**Problem:** Look through the data that follows and work out how many lines contain the string "LinearTransformation". Nothing but that number should be given.

**Listed records:**

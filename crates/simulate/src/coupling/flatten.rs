//! Resolves a nested [`SystemDescriptor`] into flat slots and an ordered
//! list of connections.
//!
//! Every connector in the tree becomes a slot addressed by its dotted path
//! (`sub.comp.y`, `sub.u`, `u`). Connections become slot pairs, sorted so
//! that a connection reading a slot runs after every connection writing it.

use std::collections::{HashMap, HashSet};

use petgraph::{algo::toposort, graph::DiGraph};
use tandem_core::{Value, ValueKind};

use super::{
    descriptor::{
        ComponentElement, Connection, ConnectorKind, Element, LinearTransformation, SystemDescriptor,
    },
    error::SystemError,
};

#[derive(Debug, Clone, PartialEq)]
pub(crate) struct Slot {
    pub path: String,
    pub value_kind: ValueKind,
    pub connector: ConnectorKind,
    /// Index of the owning component, or `None` for a system connector.
    pub component: Option<usize>,
    /// Connector name within its owner.
    pub name: String,
}

#[derive(Debug, Clone, PartialEq)]
pub(crate) struct FlatComponent {
    pub path: String,
    pub element: ComponentElement,
    /// Nesting depth of the enclosing system, zero at the top.
    pub depth: usize,
    pub slots: Vec<usize>,
}

#[derive(Debug, Clone, Copy, PartialEq)]
pub(crate) struct FlatConnection {
    pub from: usize,
    pub to: usize,
    pub transformation: Option<LinearTransformation>,
}

impl FlatConnection {
    /// Value written to the end slot for `value` at the start slot.
    pub fn carry(&self, value: &Value) -> Value {
        match (self.transformation, value) {
            (Some(transformation), Value::Real(x)) => Value::Real(transformation.apply(*x)),
            _ => value.clone(),
        }
    }
}

#[derive(Debug, Clone, PartialEq)]
pub(crate) enum Binding {
    Slot { slot: usize, value: Value },
    Variable { component: usize, name: String, value: Value },
}

#[derive(Debug, Clone, Default, PartialEq)]
pub(crate) struct FlatSystem {
    pub name: String,
    /// Components in declaration order.
    pub components: Vec<FlatComponent>,
    pub slots: Vec<Slot>,
    /// Connections in propagation order.
    pub connections: Vec<FlatConnection>,
    /// Bindings in application order, inner systems first.
    pub bindings: Vec<Binding>,
    /// Input connectors of the top-level system.
    pub inputs: HashMap<String, usize>,
}

impl FlatSystem {
    /// Component indices with the most deeply nested first.
    pub fn instantiation_order(&self) -> Vec<usize> {
        let mut order: Vec<usize> = (0..self.components.len()).collect();
        order.sort_by_key(|&i| std::cmp::Reverse(self.components[i].depth));
        order
    }
}

/// Flattens `descriptor`.
///
/// # Errors
///
/// Returns the first structural problem found.
pub(crate) fn flatten(descriptor: &SystemDescriptor) -> Result<FlatSystem, SystemError> {
    let mut flat = FlatSystem {
        name: descriptor.name.clone(),
        ..FlatSystem::default()
    };
    let mut connections = Vec::new();
    let scope = flat.add_system(descriptor, "", 0, &mut connections)?;

    flat.inputs = scope
        .connectors
        .iter()
        .filter(|&(_, &slot)| flat.slots[slot].connector == ConnectorKind::Input)
        .map(|(name, &slot)| (name.clone(), slot))
        .collect();
    flat.connections = flat.order(connections)?;
    Ok(flat)
}

struct Scope {
    path: String,
    connectors: HashMap<String, usize>,
    elements: HashMap<String, Member>,
}

enum Member {
    Component {
        index: usize,
        connectors: HashMap<String, usize>,
    },
    System(Scope),
}

impl Member {
    fn connector(&self, name: &str) -> Option<usize> {
        match self {
            Self::Component { connectors, .. } => connectors.get(name).copied(),
            Self::System(scope) => scope.connectors.get(name).copied(),
        }
    }
}

fn join(prefix: &str, name: &str) -> String {
    if prefix.is_empty() {
        name.to_owned()
    } else {
        format!("{prefix}.{name}")
    }
}

impl FlatSystem {
    fn add_system(
        &mut self,
        system: &SystemDescriptor,
        prefix: &str,
        depth: usize,
        connections: &mut Vec<FlatConnection>,
    ) -> Result<Scope, SystemError> {
        let mut scope = Scope {
            path: if prefix.is_empty() {
                system.name.clone()
            } else {
                prefix.to_owned()
            },
            connectors: HashMap::new(),
            elements: HashMap::new(),
        };

        for connector in &system.connectors {
            let slot = self.slots.len();
            if scope.connectors.insert(connector.name.clone(), slot).is_some() {
                return Err(SystemError::DuplicateElement {
                    system: scope.path.clone(),
                    name: connector.name.clone(),
                });
            }
            self.slots.push(Slot {
                path: join(prefix, &connector.name),
                value_kind: connector.value_kind,
                connector: connector.kind,
                component: None,
                name: connector.name.clone(),
            });
        }

        for element in &system.elements {
            let name = element.name();
            if scope.elements.contains_key(name) {
                return Err(SystemError::DuplicateElement {
                    system: scope.path.clone(),
                    name: name.to_owned(),
                });
            }
            let path = join(prefix, name);
            let member = match element {
                Element::Component(component) => self.add_component(component, path, depth)?,
                Element::System(inner) => {
                    Member::System(self.add_system(inner, &path, depth + 1, connections)?)
                }
            };
            scope.elements.insert(name.to_owned(), member);
        }

        for connection in &system.connections {
            connections.push(self.resolve_connection(&scope, connection)?);
        }

        for binding in &system.parameter_bindings {
            let resolved = match resolve_binding(&scope, &binding.name)? {
                Target::Slot(slot) => Binding::Slot {
                    slot,
                    value: binding.value.clone(),
                },
                Target::Variable(component, name) => Binding::Variable {
                    component,
                    name,
                    value: binding.value.clone(),
                },
            };
            self.bindings.push(resolved);
        }

        Ok(scope)
    }

    fn add_component(
        &mut self,
        component: &ComponentElement,
        path: String,
        depth: usize,
    ) -> Result<Member, SystemError> {
        let index = self.components.len();
        let mut connectors = HashMap::new();
        let mut slots = Vec::with_capacity(component.connectors.len());

        for connector in &component.connectors {
            let slot = self.slots.len();
            if connectors.insert(connector.name.clone(), slot).is_some() {
                return Err(SystemError::DuplicateElement {
                    system: path,
                    name: connector.name.clone(),
                });
            }
            self.slots.push(Slot {
                path: join(&path, &connector.name),
                value_kind: connector.value_kind,
                connector: connector.kind,
                component: Some(index),
                name: connector.name.clone(),
            });
            slots.push(slot);
        }

        self.bindings
            .extend(component.parameter_bindings.iter().map(|binding| Binding::Variable {
                component: index,
                name: binding.name.clone(),
                value: binding.value.clone(),
            }));
        self.components.push(FlatComponent {
            path,
            element: component.clone(),
            depth,
            slots,
        });

        Ok(Member::Component { index, connectors })
    }

    /// Resolves one endpoint to its slot and whether it can be read from
    /// inside `scope`.
    fn endpoint(
        &self,
        scope: &Scope,
        element: Option<&str>,
        connector: &str,
    ) -> Result<(usize, bool), SystemError> {
        match element {
            None => {
                let slot = *scope
                    .connectors
                    .get(connector)
                    .ok_or_else(|| SystemError::UnknownConnector {
                        element: scope.path.clone(),
                        connector: connector.to_owned(),
                    })?;
                let readable = matches!(
                    self.slots[slot].connector,
                    ConnectorKind::Input | ConnectorKind::Parameter
                );
                Ok((slot, readable))
            }
            Some(element) => {
                let member = scope
                    .elements
                    .get(element)
                    .ok_or_else(|| SystemError::UnknownElement {
                        system: scope.path.clone(),
                        element: element.to_owned(),
                    })?;
                let slot = member
                    .connector(connector)
                    .ok_or_else(|| SystemError::UnknownConnector {
                        element: join(&scope.path, element),
                        connector: connector.to_owned(),
                    })?;
                let readable = matches!(
                    self.slots[slot].connector,
                    ConnectorKind::Output | ConnectorKind::CalculatedParameter
                );
                Ok((slot, readable))
            }
        }
    }

    fn resolve_connection(
        &self,
        scope: &Scope,
        connection: &Connection,
    ) -> Result<FlatConnection, SystemError> {
        let (from, readable) = self.endpoint(
            scope,
            connection.start_element.as_deref(),
            &connection.start_connector,
        )?;
        let (to, writes_back) = self.endpoint(
            scope,
            connection.end_element.as_deref(),
            &connection.end_connector,
        )?;
        let (start, end) = (&self.slots[from], &self.slots[to]);

        if !readable || writes_back {
            return Err(SystemError::ConnectionDirection {
                from: start.path.clone(),
                to: end.path.clone(),
            });
        }
        if start.value_kind != end.value_kind {
            return Err(SystemError::ConnectionTypeMismatch {
                from: start.path.clone(),
                from_kind: start.value_kind,
                to: end.path.clone(),
                to_kind: end.value_kind,
            });
        }
        if connection.transformation.is_some() && start.value_kind != ValueKind::Real {
            return Err(SystemError::InvalidTransform {
                from: start.path.clone(),
                to: end.path.clone(),
                kind: start.value_kind,
            });
        }

        Ok(FlatConnection {
            from,
            to,
            transformation: connection.transformation,
        })
    }

    /// Sorts connections by the depth of their start slot in the connector
    /// graph, keeping declaration order among equals.
    fn order(&self, mut connections: Vec<FlatConnection>) -> Result<Vec<FlatConnection>, SystemError> {
        let mut ends = HashSet::new();
        for connection in &connections {
            if !ends.insert(connection.to) {
                return Err(SystemError::MultipleSources {
                    connector: self.slots[connection.to].path.clone(),
                });
            }
        }

        let mut graph = DiGraph::<usize, ()>::with_capacity(self.slots.len(), connections.len());
        let nodes: Vec<_> = (0..self.slots.len()).map(|slot| graph.add_node(slot)).collect();
        for connection in &connections {
            graph.add_edge(nodes[connection.from], nodes[connection.to], ());
        }

        let sorted = toposort(&graph, None).map_err(|cycle| SystemError::ConnectionCycle {
            connector: self.slots[graph[cycle.node_id()]].path.clone(),
        })?;

        let mut depth = vec![0_usize; self.slots.len()];
        for node in sorted {
            let from = graph[node];
            for next in graph.neighbors(node) {
                let to = graph[next];
                depth[to] = depth[to].max(depth[from] + 1);
            }
        }

        connections.sort_by_key(|connection| depth[connection.from]);
        Ok(connections)
    }
}

enum Target {
    Slot(usize),
    Variable(usize, String),
}

fn resolve_binding(scope: &Scope, name: &str) -> Result<Target, SystemError> {
    if let Some(&slot) = scope.connectors.get(name) {
        return Ok(Target::Slot(slot));
    }
    let Some((head, rest)) = name.split_once('.') else {
        return Err(SystemError::UnknownConnector {
            element: scope.path.clone(),
            connector: name.to_owned(),
        });
    };
    match scope.elements.get(head) {
        None => Err(SystemError::UnknownElement {
            system: scope.path.clone(),
            element: head.to_owned(),
        }),
        Some(Member::Component { index, .. }) => Ok(Target::Variable(*index, rest.to_owned())),
        Some(Member::System(inner)) => resolve_binding(inner, rest),
    }
}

**Response box:** 2